Tendo autoliquidado o imposto de selo relativamente a essas comissões no período de agosto de 2018 a agosto de 2020, a Requerente veio deduzir reclamação graciosa em vista à anulação dos atos tributários, por considerar que o imposto não era devido por se não verificarem os requisitos objetivo e subjetivo de incidência.
A decisão de indeferimento do procedimento, por remissão para a informação dos serviços, assenta essencialmente em três ordens de considerações: (a) a atividade de gestão dos fundos de capital de risco comporta, no essencial, a prática de atos e operações semelhantes aos realizados por outros fundos de investimento, e encontra-se coberta pela isenção de IVA prevista na alínea g) do n.º 27 do artigo 9.º do Código do IVA; (b) a atividade de administração e gestão de fundos, embora não seja considerada uma atividade de intermediação financeira, constitui uma atividade auxiliar de serviços financeiros e de seguros e, como tal, enquadra-se no âmbito das operações financeiras a que se refere a verba 17.3 da TGIS; (c) na ausência de especificação do que se entende por “outras instituições financeiras”, a que igualmente alude a verba 17.3 da TGIS, haverá de recorrer-se a outros elementos interpretativos, e, especificamente, à norma da alínea f) do n.º 1 do artigo 30.º do Código dos Valores Mobiliários, que integra na enumeração exemplificativa dos “investidores profissionais” outras instituições financeiras autorizadas ou reguladas, designadamente as sociedades de capital de risco, os fundos de capital de risco e as respetivas sociedades gestoras.
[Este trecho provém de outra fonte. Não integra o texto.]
// Test-specific lint overrides: integration tests use unwrap/expect freely,
// and some pedantic/nursery lints are not appropriate for test code.
#![allow(
    clippy::unwrap_used,
    clippy::expect_used,
    clippy::doc_markdown,
    clippy::future_not_send,
    clippy::missing_panics_doc,
    clippy::missing_errors_doc,
    clippy::missing_docs_in_private_items
)]

//! Reconnect behavior against a real hub.
//!
//! `HubState::close_all_connections` sends a Close frame to every session,
//! which the client sees as a lost session. Validates that:
//! - the engine reconnects with backoff and rejoins its room
//! - the rejoin re-fetches, picking up changes made while away
//! - an exhausted budget surfaces a network error and a terminal state

use std::sync::Arc;
use std::time::Duration;

use planner_hub::hub::{self, HubState};
use planner_hub::workload::{Workspace, WorkloadStore};
use planner_proto::task::{Assignee, Task, TaskId, UserId, WorkspaceKey};
use planner_sync::cache::{CacheLayer, DEFAULT_CACHE_TTL};
use planner_sync::clock::{Clock, SystemClock};
use planner_sync::connection::{ConnectionState, ReconnectConfig};
use planner_sync::engine::{EngineConfig, Notification, SyncEngine, SyncHandle};
use planner_sync::error::ErrorKind;
use planner_sync::transport::ws::WsConnector;
use tokio::sync::mpsc;

const WAIT: Duration = Duration::from_secs(10);
const ROOM: &str = "eng";

async fn start_hub() -> (String, Arc<HubState>) {
    let workload = WorkloadStore::new();
    workload
        .seed(
            WorkspaceKey::new(ROOM),
            Workspace::new(
                vec![Task::new("t1", "Release notes", 3.0)],
                vec![Assignee::new("a1", "Ada", 40.0)],
            ),
        )
        .await;
    let state = Arc::new(HubState::with_config(
        workload,
        hub::DEFAULT_CONCURRENT_EDIT_WINDOW,
    ));
    let (addr, _handle) = hub::start_server_with_state("127.0.0.1:0", Arc::clone(&state))
        .await
        .unwrap();
    (format!("ws://{addr}/ws"), state)
}

/// Reconnect quickly so tests do not wait on production delays.
fn fast_config(user: &str, max_attempts: u32) -> EngineConfig {
    let mut config = EngineConfig::new(UserId::new(user));
    config.connection.reconnect = ReconnectConfig {
        initial_delay: Duration::from_millis(50),
        max_delay: Duration::from_millis(200),
        max_attempts,
    };
    config.connection.handshake_timeout = Duration::from_secs(2);
    config
}

fn spawn(url: &str, config: EngineConfig) -> (SyncHandle, mpsc::UnboundedReceiver<Notification>) {
    let clock: Arc<dyn Clock> = Arc::new(SystemClock);
    let cache = CacheLayer::in_memory(Arc::clone(&clock), DEFAULT_CACHE_TTL);
    let (handle, mut rx) = SyncEngine::spawn(WsConnector::new(url, 64), config, cache, clock);

    let (tx, events) = mpsc::unbounded_channel();
    tokio::spawn(async move {
        while let Some(notification) = rx.recv().await {
            if tx.send(notification).is_err() {
                break;
            }
        }
    });
    (handle, events)
}

async fn expect<T>(
    events: &mut mpsc::UnboundedReceiver<Notification>,
    mut pick: impl FnMut(&Notification) -> Option<T>,
) -> T {
    tokio::time::timeout(WAIT, async {
        loop {
            let notification = events.recv().await.expect("engine stopped");
            if let Some(found) = pick(&notification) {
                return found;
            }
        }
    })
    .await
    .expect("timed out waiting for notification")
}

async fn wait_connected(handle: &SyncHandle) {
    let mut state = handle.watch_connection();
    tokio::time::timeout(WAIT, state.wait_for(ConnectionState::is_connected))
        .await
        .expect("timed out connecting")
        .unwrap();
}

#[tokio::test]
async fn rejoins_room_after_hub_closes_connection() {
    let (url, state) = start_hub().await;
    let (alice, mut events) = spawn(&url, fast_config("alice", 5));
    alice.connect().await.unwrap();
    wait_connected(&alice).await;
    let ack = alice.join(ROOM).await.unwrap();
    assert!(!ack.rejoined);

    state.close_all_connections().await;

    expect(&mut events, |n| match n {
        Notification::Reconnecting { .. } => Some(()),
        _ => None,
    })
    .await;

    let rejoined = expect(&mut events, |n| match n {
        Notification::RoomJoined { room, rejoined } => Some((room.clone(), *rejoined)),
        _ => None,
    })
    .await;
    assert_eq!(rejoined, (WorkspaceKey::new(ROOM), true));
    assert!(alice.connection_state().is_connected());
    assert_eq!(
        state.rooms.active_users(&WorkspaceKey::new(ROOM)).await,
        vec![UserId::new("alice")]
    );
}

#[tokio::test]
async fn rejoin_fetches_changes_made_while_away() {
    let (url, state) = start_hub().await;
    let (alice, mut events) = spawn(&url, fast_config("alice", 5));
    alice.connect().await.unwrap();
    wait_connected(&alice).await;
    alice.join(ROOM).await.unwrap();

    // Stored without a broadcast, so only a fetch can reveal it.
    state
        .workload
        .upsert(&WorkspaceKey::new(ROOM), Task::new("t9", "Hotfix", 1.0))
        .await;
    state.close_all_connections().await;

    expect(&mut events, |n| match n {
        Notification::RoomJoined { rejoined: true, .. } => Some(()),
        _ => None,
    })
    .await;

    tokio::time::timeout(WAIT, async {
        loop {
            let found = alice
                .with_store(|store| store.task(&TaskId::new("t9")).is_some())
                .await
                .unwrap();
            if found {
                return;
            }
            tokio::time::sleep(Duration::from_millis(20)).await;
        }
    })
    .await
    .expect("re-fetch never delivered the new task");
}

#[tokio::test]
async fn exhausted_budget_reports_network_error() {
    // Reserve a port, then free it so nothing is listening there.
    let listener = tokio::net::TcpListener::bind("127.0.0.1:0").await.unwrap();
    let addr = listener.local_addr().unwrap();
    drop(listener);

    let (handle, mut events) = spawn(&format!("ws://{addr}/ws"), fast_config("alice", 2));
    handle.connect().await.unwrap();

    let error = expect(&mut events, |n| match n {
        Notification::Error(e) if e.message == "Unable to reconnect to server" => Some(e.clone()),
        _ => None,
    })
    .await;
    assert_eq!(error.kind, ErrorKind::Network);

    let mut state = handle.watch_connection();
    let terminal = tokio::time::timeout(WAIT, state.wait_for(|s| s.terminal))
        .await
        .expect("connection never became terminal")
        .unwrap()
        .clone();
    assert!(!terminal.is_connected());
    assert!(!terminal.reconnecting);
}

#[tokio::test]
async fn join_while_disconnected_fails_fast() {
    let (url, _state) = start_hub().await;
    let (handle, _events) = spawn(&url, fast_config("alice", 5));

    let result = handle.join(ROOM).await;
    assert!(result.is_err());
}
Importa começar por dizer, como se assinalou no acórdão proferido no Processo n.º 226/2018-T, que a isenção de IVA relativamente às operações desenvolvidas pelas sociedades de capital de risco, no pressuposto de que a sua atividade é equiparada à administração ou gestão de fundos de investimento, não implica a necessária sujeição dessa atividade a imposto do selo.
Segundo o n.º 2 do artigo 1.º do Código do Imposto do Selo (CIS), “não são sujeitas a imposto as operações sujeitas a imposto sobre o valor acrescentado e dele não isentas”. Mas essa é uma mera norma de incidência negativa da qual não pode resultar, por argumento a contrario, que todas as operações não sujeitas ou cobertas pela isenção de IVA passem a ser abrangidas pelo imposto do selo.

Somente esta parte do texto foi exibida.